EXERCISE:
Emit an exact copy of the lines running from the start of the records to the line containing "known to the", both included.
[DATA EXCERPTS — start]
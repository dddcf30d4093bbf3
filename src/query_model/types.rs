use serde::{Deserialize, Serialize};
use std::fmt;

/// Static type of a query or SQL expression.
///
/// Entities and anonymous projections are identified by name only; their shape is known to the
/// mapping layer (entities) or carried by the expression itself (anonymous `New` projections).
#[derive(Debug, Clone, PartialEq, Eq, Hash, Serialize, Deserialize)]
#[serde(rename_all = "snake_case")]
pub enum DataType {
    Boolean,
    Int32,
    Int64,
    Decimal,
    Double,
    String,
    Char,
    DateTime,
    Guid,
    /// Untyped value, e.g. a `NULL` literal whose target type is unknown.
    Object,
    /// A mapped domain type.
    Entity(String),
    /// A structural projection (`New`) or synthesized tuple.
    Anonymous(String),
    Sequence(Box<DataType>),
    Grouping {
        key: Box<DataType>,
        element: Box<DataType>,
    },
}

impl DataType {
    pub fn entity(name: impl Into<String>) -> Self {
        DataType::Entity(name.into())
    }

    pub fn sequence_of(item: DataType) -> Self {
        DataType::Sequence(Box::new(item))
    }

    pub fn grouping(key: DataType, element: DataType) -> Self {
        DataType::Grouping {
            key: Box::new(key),
            element: Box::new(element),
        }
    }

    pub fn is_boolean(&self) -> bool {
        matches!(self, DataType::Boolean)
    }

    pub fn is_numeric(&self) -> bool {
        matches!(
            self,
            DataType::Int32 | DataType::Int64 | DataType::Decimal | DataType::Double
        )
    }

    pub fn is_entity(&self) -> bool {
        matches!(self, DataType::Entity(_))
    }

    pub fn is_grouping(&self) -> bool {
        matches!(self, DataType::Grouping { .. })
    }

    /// Scalars are the types a single SQL column can hold.
    pub fn is_scalar(&self) -> bool {
        !matches!(
            self,
            DataType::Entity(_)
                | DataType::Anonymous(_)
                | DataType::Sequence(_)
                | DataType::Grouping { .. }
        )
    }

    pub fn entity_name(&self) -> Option<&str> {
        match self {
            DataType::Entity(name) => Some(name),
            _ => None,
        }
    }

    /// Item type of a sequence; `None` for every other type.
    pub fn element_type(&self) -> Option<&DataType> {
        match self {
            DataType::Sequence(item) => Some(item),
            _ => None,
        }
    }

    /// Result type of arithmetic between two operands: the wider numeric type wins, anything
    /// else keeps the left operand's type.
    pub fn widen(left: &DataType, right: &DataType) -> DataType {
        fn rank(t: &DataType) -> Option<u8> {
            match t {
                DataType::Int32 => Some(0),
                DataType::Int64 => Some(1),
                DataType::Decimal => Some(2),
                DataType::Double => Some(3),
                _ => None,
            }
        }
        match (rank(left), rank(right)) {
            (Some(l), Some(r)) if r > l => right.clone(),
            _ => left.clone(),
        }
    }
}

impl fmt::Display for DataType {
    fn fmt(&self, f: &mut fmt::Formatter<'_>) -> fmt::Result {
        match self {
            DataType::Boolean => write!(f, "bool"),
            DataType::Int32 => write!(f, "int32"),
            DataType::Int64 => write!(f, "int64"),
            DataType::Decimal => write!(f, "decimal"),
            DataType::Double => write!(f, "double"),
            DataType::String => write!(f, "string"),
            DataType::Char => write!(f, "char"),
            DataType::DateTime => write!(f, "datetime"),
            DataType::Guid => write!(f, "guid"),
            DataType::Object => write!(f, "object"),
            DataType::Entity(name) => write!(f, "{}", name),
            DataType::Anonymous(name) => write!(f, "<{}>", name),
            DataType::Sequence(item) => write!(f, "seq<{}>", item),
            DataType::Grouping { key, element } => write!(f, "grouping<{}, {}>", key, element),
        }
    }
}
//! Relational statement model.
//!
//! A [`Statement`] is one normalized SELECT. It is immutable once sealed by a
//! [`StatementBuilder`]; every change goes through a fresh builder
//! ([`StatementBuilder::from_statement`]).
//!
//! ```text
//! Statement
//! ├── shape            sequence / single value / scalar
//! ├── select_projection
//! ├── tables           SqlTable (+ cached joins)
//! ├── where_condition  boolean
//! ├── orderings
//! ├── top_expression   ─┐ mutually exclusive
//! ├── aggregation      ─┘
//! ├── is_distinct
//! └── group_by_expression
//! ```

use serde::{Deserialize, Serialize};
use std::fmt;

use crate::query_model::{DataType, OrderingDirection};

pub mod builder;
pub mod display;
pub mod entity;
pub mod errors;
pub mod sql_expr;
pub mod table;
pub mod transformed;

pub use builder::StatementBuilder;
pub use entity::{ColumnExpr, EntityDefinition, EntityExpr, EntityReference};
pub use errors::StatementError;
pub use sql_expr::SqlExpr;
pub use table::{
    Cardinality, JoinInfo, JoinSemantics, ResolvedJoin, ResolvedSimpleTable,
    ResolvedSubStatementTable, SqlTable, TableSource, UnresolvedCollectionJoin,
    UnresolvedGroupReferenceTable, UnresolvedJoin, UnresolvedTable,
};
pub use transformed::Transformed;

/// Handle of a table within one translation. Issued by the alias generator, stable across
/// resolution (resolving a table replaces its source, never its handle).
#[derive(Debug, Clone, Copy, PartialEq, Eq, Hash, PartialOrd, Ord, Serialize, Deserialize)]
pub struct TableId(pub u32);

impl fmt::Display for TableId {
    fn fmt(&self, f: &mut fmt::Formatter<'_>) -> fmt::Result {
        write!(f, "#{}", self.0)
    }
}

#[derive(Debug, Clone, PartialEq, Serialize, Deserialize)]
#[serde(tag = "shape", rename_all = "snake_case")]
pub enum ResultShape {
    Sequence {
        item_type: DataType,
    },
    /// At most one row (First/Single); the consumer decides what an empty result means.
    SingleValue {
        data_type: DataType,
        return_default_when_empty: bool,
    },
    /// Exactly one value (aggregates, Any, All, Contains).
    Scalar {
        data_type: DataType,
    },
}

impl ResultShape {
    pub fn data_type(&self) -> DataType {
        match self {
            ResultShape::Sequence { item_type } => DataType::sequence_of(item_type.clone()),
            ResultShape::SingleValue { data_type, .. } | ResultShape::Scalar { data_type } => {
                data_type.clone()
            }
        }
    }

    pub fn is_sequence(&self) -> bool {
        matches!(self, ResultShape::Sequence { .. })
    }

    pub fn is_scalar(&self) -> bool {
        matches!(self, ResultShape::Scalar { .. })
    }
}

#[derive(Debug, Clone, Copy, PartialEq, Eq, Default, Serialize, Deserialize)]
#[serde(rename_all = "snake_case")]
pub enum AggregationModifier {
    #[default]
    None,
    Count,
    Min,
    Max,
    Sum,
    Average,
}

impl fmt::Display for AggregationModifier {
    fn fmt(&self, f: &mut fmt::Formatter<'_>) -> fmt::Result {
        let name = match self {
            AggregationModifier::None => "NONE",
            AggregationModifier::Count => "COUNT",
            AggregationModifier::Min => "MIN",
            AggregationModifier::Max => "MAX",
            AggregationModifier::Sum => "SUM",
            AggregationModifier::Average => "AVG",
        };
        write!(f, "{}", name)
    }
}

#[derive(Debug, Clone, PartialEq, Serialize, Deserialize)]
pub struct Ordering {
    pub expression: SqlExpr,
    pub direction: OrderingDirection,
}

impl Ordering {
    pub fn new(expression: SqlExpr, direction: OrderingDirection) -> Self {
        Self {
            expression,
            direction,
        }
    }
}

#[derive(Debug, Clone, PartialEq, Serialize, Deserialize)]
pub struct Statement {
    pub(crate) shape: ResultShape,
    pub(crate) select_projection: SqlExpr,
    pub(crate) tables: Vec<SqlTable>,
    pub(crate) where_condition: Option<SqlExpr>,
    pub(crate) orderings: Vec<Ordering>,
    pub(crate) top_expression: Option<SqlExpr>,
    pub(crate) is_distinct: bool,
    pub(crate) aggregation_modifier: AggregationModifier,
    pub(crate) group_by_expression: Option<SqlExpr>,
}

impl Statement {
    pub fn shape(&self) -> &ResultShape {
        &self.shape
    }

    pub fn select_projection(&self) -> &SqlExpr {
        &self.select_projection
    }

    pub fn tables(&self) -> &[SqlTable] {
        &self.tables
    }

    pub fn where_condition(&self) -> Option<&SqlExpr> {
        self.where_condition.as_ref()
    }

    pub fn orderings(&self) -> &[Ordering] {
        &self.orderings
    }

    pub fn top_expression(&self) -> Option<&SqlExpr> {
        self.top_expression.as_ref()
    }

    pub fn is_distinct(&self) -> bool {
        self.is_distinct
    }

    pub fn aggregation_modifier(&self) -> AggregationModifier {
        self.aggregation_modifier
    }

    pub fn group_by_expression(&self) -> Option<&SqlExpr> {
        self.group_by_expression.as_ref()
    }

    pub fn data_type(&self) -> DataType {
        self.shape.data_type()
    }

    pub fn find_table(&self, id: TableId) -> Option<&SqlTable> {
        self.tables.iter().find_map(|table| table.find(id))
    }

    /// Whether no unresolved table, join or expression node remains anywhere in this statement
    /// (nested statements included).
    pub fn is_resolved(&self) -> bool {
        let mut expressions: Vec<&SqlExpr> = vec![&self.select_projection];
        expressions.extend(self.where_condition.iter());
        expressions.extend(self.top_expression.iter());
        expressions.extend(self.group_by_expression.iter());
        expressions.extend(self.orderings.iter().map(|o| &o.expression));

        fn table_resolved(table: &SqlTable) -> bool {
            let own = match &table.source {
                TableSource::Joined(JoinInfo::Resolved(join)) => {
                    join.foreign.is_resolved() && expr_resolved(&join.condition)
                }
                other => other.is_resolved(),
            };
            own && table.joins().all(table_resolved)
        }

        self.tables.iter().all(table_resolved) && expressions.into_iter().all(expr_resolved)
    }
}

fn expr_resolved(expr: &SqlExpr) -> bool {
    !expr.any_node(&|node| match node {
        SqlExpr::TableReference(_)
        | SqlExpr::Member(_)
        | SqlExpr::EntityRefMember(_)
        | SqlExpr::TypeCheck(_) => true,
        SqlExpr::EntityConstant(constant) => constant.identity.is_none(),
        SqlExpr::SubStatement(statement) => !statement.is_resolved(),
        _ => false,
    })
}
[DATA EXCERPTS — finish]
ANSWER:
repository dddcf30d4093bbf3
filename src/query_model/types.rs
use serde::{Deserialize, Serialize};
use std::fmt;

/// Static type of a query or SQL expression.
///
/// Entities and anonymous projections are identified by name only; their shape is known to the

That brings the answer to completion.